Lors de la dernière édition des Assises du journalisme de Tours, la relation des journalistes de sport au supportérisme a été débattue. Quatre journalistes ont partagé leur vision d’un métier passion qu’ils pratiquent au quotidien.
« On entre dans le sport très souvent par un club, c’est difficile de dire ensuite qu’on n’est plus supporter même si on a une prise de recul », explique Clément Gavard, journaliste pour So Foot. Parce qu’avant même d’être un métier, être journaliste de sport résulte d’une passion. « C’est compliqué quand on devient adulte d’oublier les émotions par lesquelles on est passé. J’avais 12 ans en 1991, j’ai grandi avec l’Olympique de Marseille et quand ils ont gagné la coupe d’Europe, j’étais super content », se remémore Lionel Dangoumau, directeur de la rédaction de L’Équipe. Pour Clément Gavard, qui suit le Stade Rennais au quotidien pour So Foot, il était difficile de parler objectivement de son club de cœur : « À l’époque, je ne m’estimais pas capable de couvrir le Stade Rennais parce que j’étais trop émotionnellement impliqué.
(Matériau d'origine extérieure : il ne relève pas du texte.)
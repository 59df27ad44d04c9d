use async_trait::async_trait;
use serde::Deserialize;

use crate::errors::ProviderError;
use crate::models::coordinate::Coordinate;

/// Travel time between two points, from an external routing service.
#[async_trait]
pub trait DriveTimeProvider: Send + Sync {
    /// Minutes by car, or `None` when no route exists.
    async fn drive_minutes(
        &self,
        from: Coordinate,
        to: Coordinate,
    ) -> Result<Option<f64>, ProviderError>;
}

/// Drive times from an OSRM routing server.
pub struct OsrmDriveTime {
    client: reqwest::Client,
    base_url: String,
}

#[derive(Debug, Deserialize)]
struct OsrmResponse {
    code: String,
    #[serde(default)]
    routes: Vec<OsrmRoute>,
}

#[derive(Debug, Deserialize)]
struct OsrmRoute {
    duration: f64, // seconds
}

impl OsrmDriveTime {
    pub fn new(client: reqwest::Client, base_url: &str) -> Self {
        OsrmDriveTime {
            client,
            base_url: base_url.trim_end_matches('/').to_string(),
        }
    }

    // OSRM wants lng,lat pairs
    fn route_url(&self, from: Coordinate, to: Coordinate) -> String {
        format!(
            "{}/route/v1/driving/{},{};{},{}?overview=false",
            self.base_url,
            from.lng(),
            from.lat(),
            to.lng(),
            to.lat()
        )
    }
}

fn minutes_from(response: OsrmResponse) -> Option<f64> {
    if response.code != "Ok" {
        return None;
    }
    response.routes.first().map(|r| r.duration / 60.0)
}

#[async_trait]
impl DriveTimeProvider for OsrmDriveTime {
    async fn drive_minutes(
        &self,
        from: Coordinate,
        to: Coordinate,
    ) -> Result<Option<f64>, ProviderError> {
        let response: OsrmResponse = self
            .client
            .get(self.route_url(from, to))
            .send()
            .await?
            .json()
            .await?;

        Ok(minutes_from(response))
    }
}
Maintenant, j’en suis capable, car, avec le temps, on apprend à combiner les deux côtés. » Une émotion qui doit être contrôlée, mais ne pas totalement disparaître : « C’est difficile d’avoir un rapport au sport froid et sans émotion, ce n’est pas un objet d’analyse comme un autre. Si on enlève cette part d’émotion au récit sportif, il est dénaturé », juge Lionel Dangoumau.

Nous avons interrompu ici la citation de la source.